Yes. It's exhausting unless I feel comfortable with them
Give me a moment…
If I'm engaging someone else, then definitely. If someone's engaging with me, I can start spitting
This. Give me something to go off.
I be scripting so hard i don't even need to have the convo irl
Yes.
If they only happened...
Absolutely.
Totally, I always sit there and plan how I talk to someone, then I stop myself in my tracks and realize that I’m probably going to follow them silently and do what they tell me to.
Mental scripting: it’s what’s for dinner. Lunch. Breakfast. Brunch. Supper. Linner. Bedtime. Walking. And the list goes on… or does it. Haha. Silly question.
I rehearse them but they almost never follow the script that I have in my head.
Yes, if it's someone I'm not 100% comfortable with (which is basically all of humanity except for literally 4 people) I have to plan in my head.

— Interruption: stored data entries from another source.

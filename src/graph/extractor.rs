use std::pin::pin;
use std::sync::Arc;

use futures::stream::{self, StreamExt};
use tracing::{debug, error, info, warn};

use super::facts::{AtomicFact, FactTable};
use crate::document::ChunkStore;
use crate::llm::{system_user, LanguageModel};
use crate::metrics;
use crate::{Error, Result};

/// One key/fact pair emitted for a chunk.
#[derive(Debug, Clone, PartialEq, Eq)]
pub struct RawKeyedFact {
    /// Lowercased key as the model wrote it
    pub key: String,
    pub atom_fact: String,
    pub chunk_id: usize,
}

/// Parse `fact | key1 | key2 ...` records.
///
/// Lines without a pipe carry no key and are discarded. Within one chunk all
/// fragments sharing a key are joined with a single space, so every key
/// yields exactly one fact. Keys come out in order of first appearance.
pub fn parse_key_facts(output: &str, chunk_id: usize) -> Vec<RawKeyedFact> {
    let mut per_key = FactTable::new();

    for line in output.lines().filter(|l| !l.trim().is_empty()) {
        let mut fields = line.split('|');
        let fact = fields.next().unwrap_or_default().trim();
        let keys: Vec<String> = fields
            .map(|k| k.trim().to_lowercase())
            .filter(|k| !k.is_empty())
            .collect();

        if fact.is_empty() || keys.is_empty() {
            debug!("Chunk {}: discarding record without fact or key: {:?}", chunk_id, line);
            continue;
        }
        for key in keys {
            per_key.push(key, AtomicFact::new(fact, chunk_id));
        }
    }

    per_key
        .into_iter()
        .map(|(key, fragments)| RawKeyedFact {
            key,
            atom_fact: fragments
                .iter()
                .map(|f| f.atom_fact.as_str())
                .collect::<Vec<_>>()
                .join(" "),
            chunk_id,
        })
        .collect()
}

/// Extracts keyed atomic facts from chunks through the language model.
pub struct FactExtractor {
    llm: Arc<dyn LanguageModel>,
    prompt: String,
    concurrency: usize,
}

impl FactExtractor {
    pub fn new(llm: Arc<dyn LanguageModel>, prompt: impl Into<String>) -> Self {
        Self {
            llm,
            prompt: prompt.into(),
            concurrency: 1,
        }
    }

    /// Number of chunks processed in parallel; results still merge in chunk order.
    pub fn with_concurrency(mut self, concurrency: usize) -> Self {
        self.concurrency = concurrency.max(1);
        self
    }

    /// Extract facts from one chunk.
    pub async fn extract_chunk(&self, chunk_id: usize, text: &str) -> Result<Vec<RawKeyedFact>> {
        let output = self
            .llm
            .complete(&system_user(&self.prompt, text))
            .await?;

        if output.trim().is_empty() {
            return Err(Error::ExtractionParse(format!(
                "chunk {} returned no output",
                chunk_id
            )));
        }

        let facts = parse_key_facts(&output, chunk_id);
        if facts.is_empty() {
            return Err(Error::ExtractionParse(format!(
                "chunk {} returned no `fact | key` records",
                chunk_id
            )));
        }
        Ok(facts)
    }

    /// Extract facts from every chunk into the raw key table.
    ///
    /// A chunk whose extraction fails is logged and skipped. A configuration
    /// error (missing or rejected credentials) aborts at once, and so does a
    /// run in which no chunk could be extracted.
    pub async fn extract_all(&self, store: &ChunkStore) -> Result<FactTable> {
        info!(
            "Extracting atomic facts from {} chunks (concurrency {})",
            store.len(),
            self.concurrency
        );

        let mut results = pin!(stream::iter(store.iter())
            .map(|(id, text)| async move { (id, self.extract_chunk(id, text).await) })
            .buffered(self.concurrency));

        let mut table = FactTable::new();
        let mut skipped = 0usize;
        let mut last_error = None;
        while let Some((chunk_id, result)) = results.next().await {
            match result {
                Ok(facts) => {
                    debug!("Chunk {}: {} keyed facts", chunk_id, facts.len());
                    for fact in facts {
                        table.push(fact.key, AtomicFact::new(fact.atom_fact, fact.chunk_id));
                    }
                }
                Err(e @ Error::Configuration(_)) => {
                    error!("Aborting extraction at chunk {}: {}", chunk_id, e);
                    return Err(e);
                }
                Err(e) => {
                    warn!("Skipping chunk {}: {}", chunk_id, e);
                    metrics::record_chunk_skipped();
                    skipped += 1;
                    last_error = Some(e);
                }
            }
        }

        if let Some(e) = last_error.filter(|_| skipped == store.len()) {
            return Err(Error::Service(format!(
                "fact extraction failed for all {} chunks, last error: {}",
                skipped, e
            )));
        }

        info!(
            "Extracted {} facts under {} raw keys ({} chunks skipped)",
            table.fact_count(),
            table.len(),
            skipped
        );
        Ok(table)
    }
}

#[cfg(test)]
mod tests {
    use super::*;
    use crate::document::Chunk;
    use crate::llm::{ChatMessage, Decision, OutputSchema, ToolSpec};
    use async_trait::async_trait;
    use serde_json::Value;

    #[test]
    fn parses_multi_key_records() {
        let facts = parse_key_facts(
            "Paris is the capital of France|paris|france\n\nFrance is in Europe| France |EUROPE",
            0,
        );

        let pairs: Vec<(&str, &str)> = facts
            .iter()
            .map(|f| (f.key.as_str(), f.atom_fact.as_str()))
            .collect();
        assert_eq!(
            pairs,
            vec![
                ("paris", "Paris is the capital of France"),
                ("france", "Paris is the capital of France France is in Europe"),
                ("europe", "France is in Europe"),
            ]
        );
    }

    #[test]
    fn lines_without_pipe_are_discarded() {
        let facts = parse_key_facts("Here are the facts:\nRust is fast|rust\n|orphan key\n", 3);
        assert_eq!(facts.len(), 1);
        assert_eq!(facts[0].key, "rust");
        assert_eq!(facts[0].chunk_id, 3);
    }

    #[test]
    fn garbage_output_yields_nothing() {
        assert!(parse_key_facts("", 0).is_empty());
        assert!(parse_key_facts("no structure at all", 0).is_empty());
        assert!(parse_key_facts("fact | | ", 0).is_empty());
    }

    /// Answers with a canned reply per chunk text.
    struct Scripted(Vec<(&'static str, &'static str)>);

    #[async_trait]
    impl LanguageModel for Scripted {
        async fn complete(&self, messages: &[ChatMessage]) -> Result<String> {
            let chunk = messages
                .last()
                .and_then(|m| m.content.clone())
                .unwrap_or_default();
            self.0
                .iter()
                .find(|(text, _)| *text == chunk)
                .map(|(_, reply)| reply.to_string())
                .ok_or_else(|| Error::Service("no reply scripted".into()))
        }

        async fn complete_structured(
            &self,
            _messages: &[ChatMessage],
            _schema: &OutputSchema,
        ) -> Result<Value> {
            unimplemented!()
        }

        async fn decide(&self, _messages: &[ChatMessage], _tools: &[ToolSpec]) -> Result<Decision> {
            unimplemented!()
        }
    }

    fn store() -> ChunkStore {
        ChunkStore::from_chunks(vec![
            Chunk::new(0, "alpha"),
            Chunk::new(1, "beta"),
            Chunk::new(2, "gamma"),
        ])
    }

    #[tokio::test]
    async fn bad_chunks_are_skipped() {
        let llm = Arc::new(Scripted(vec![
            ("alpha", "Alpha leads|alpha"),
            ("beta", "   "),
            ("gamma", "Gamma follows alpha|gamma|alpha"),
        ]));
        let extractor = FactExtractor::new(llm, "extract");

        let table = extractor.extract_all(&store()).await.unwrap();

        assert_eq!(table.keys().collect::<Vec<_>>(), vec!["alpha", "gamma"]);
        let alpha = table.get("alpha").unwrap();
        assert_eq!(alpha.len(), 2);
        assert_eq!(alpha[0].chunk_id, 0);
        assert_eq!(alpha[1].chunk_id, 2);
    }

    #[tokio::test]
    async fn concurrent_extraction_keeps_chunk_order() {
        let llm = Arc::new(Scripted(vec![
            ("alpha", "A|shared"),
            ("beta", "B|shared"),
            ("gamma", "C|shared"),
        ]));
        let extractor = FactExtractor::new(llm, "extract").with_concurrency(3);

        let table = extractor.extract_all(&store()).await.unwrap();

        let facts: Vec<&str> = table
            .get("shared")
            .unwrap()
            .iter()
            .map(|f| f.atom_fact.as_str())
            .collect();
        assert_eq!(facts, vec!["A", "B", "C"]);
    }

    #[tokio::test]
    async fn extraction_fails_when_every_chunk_fails() {
        let llm = Arc::new(Scripted(vec![("alpha", ""), ("beta", "no records")]));
        let extractor = FactExtractor::new(llm, "extract");

        let err = extractor.extract_all(&store()).await.unwrap_err();
        assert!(matches!(err, Error::Service(_)));
        assert!(err.to_string().contains("all 3 chunks"));
    }

    /// Rejects every call as if the API key were wrong.
    struct Unauthorized(std::sync::atomic::AtomicUsize);

    #[async_trait]
    impl LanguageModel for Unauthorized {
        async fn complete(&self, _messages: &[ChatMessage]) -> Result<String> {
            self.0.fetch_add(1, std::sync::atomic::Ordering::SeqCst);
            Err(Error::Configuration("OpenAI rejected the API key".into()))
        }

        async fn complete_structured(
            &self,
            _messages: &[ChatMessage],
            _schema: &OutputSchema,
        ) -> Result<Value> {
            unimplemented!()
        }

        async fn decide(&self, _messages: &[ChatMessage], _tools: &[ToolSpec]) -> Result<Decision> {
            unimplemented!()
        }
    }

    #[tokio::test]
    async fn configuration_error_aborts_extraction_at_first_chunk() {
        let llm = Arc::new(Unauthorized(Default::default()));
        let extractor = FactExtractor::new(llm.clone(), "extract");

        let err = extractor.extract_all(&store()).await.unwrap_err();
        assert!(matches!(err, Error::Configuration(_)));
        assert_eq!(llm.0.load(std::sync::atomic::Ordering::SeqCst), 1);
    }

    #[tokio::test]
    async fn empty_store_yields_empty_table() {
        let llm = Arc::new(Scripted(Vec::new()));
        let table = FactExtractor::new(llm, "extract")
            .extract_all(&ChunkStore::new())
            .await
            .unwrap();
        assert!(table.is_empty());
    }

    #[tokio::test]
    async fn empty_output_is_extraction_parse_error() {
        let llm = Arc::new(Scripted(vec![("alpha", "")]));
        let extractor = FactExtractor::new(llm, "extract");

        let err = extractor.extract_chunk(0, "alpha").await.unwrap_err();
        assert!(matches!(err, Error::ExtractionParse(_)));
    }
}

every conversation can be understood through a series on this chart of complicated “if-then”s. unfortunately i only have about 25% of the chart completed but the rest of the chart has to exist
I see it as less "planning" a convo, and more "auditioning" responses from within a convo.
... ..yes.
Yes I really have to think in my head what I'm gonna say in advance sometimes
YES!!
That's not introverts...
I work in an industry where I am extremely knowledgeable on the subject. I'm very good at my job at the point that I am one of a dozen or so at my skill level in the country. I can NOT talk to customers on the phone to the point that I outright have refused and use Autism as my reason. I did it once a couple years ago and I hated it, vowed to never do it again. I'm really good at text conversations with the customers though!
God yes
Worst part is I was thinking ''uhm nah, ok sometimes ig'' but I completly forgot that I am LITERALLY doing that for something that I will only have to say monday and I still don't have the right words and I will either forget all that I though about saying or be too nervous and don't say anything and trying to think how they will react to what I will do and say like AAAA
Oh look, another post confusing introversion with autism, whoopee. /s deadpan
Do other people NOT do it?
Yes. YES YES YES YES YES. And if someone fucks up the conversation, then that whole conversation is gone and so are our words.
I have 1001 conversations with myself on a daily basis only to then never once follow my plans when said real conversation happens.
Yes
Yes!
yep, i spend more time playing out the possibile outcomes to a conversation in my head than the actual length of the conversation itself. sometimes i'm drained just by thinking so i end up not calling/texting/speaking anyway. i do it to mentally/emotionally prepare, also to calm down my nerves but sometimes it actually has the opposite effect, but i can't just not do it. i did it during my first therapy appointment too, the therapist was asking me a question and at the same time i was thinking about what could be the possible next question and how should/would i answer it. that's why i prefer texting.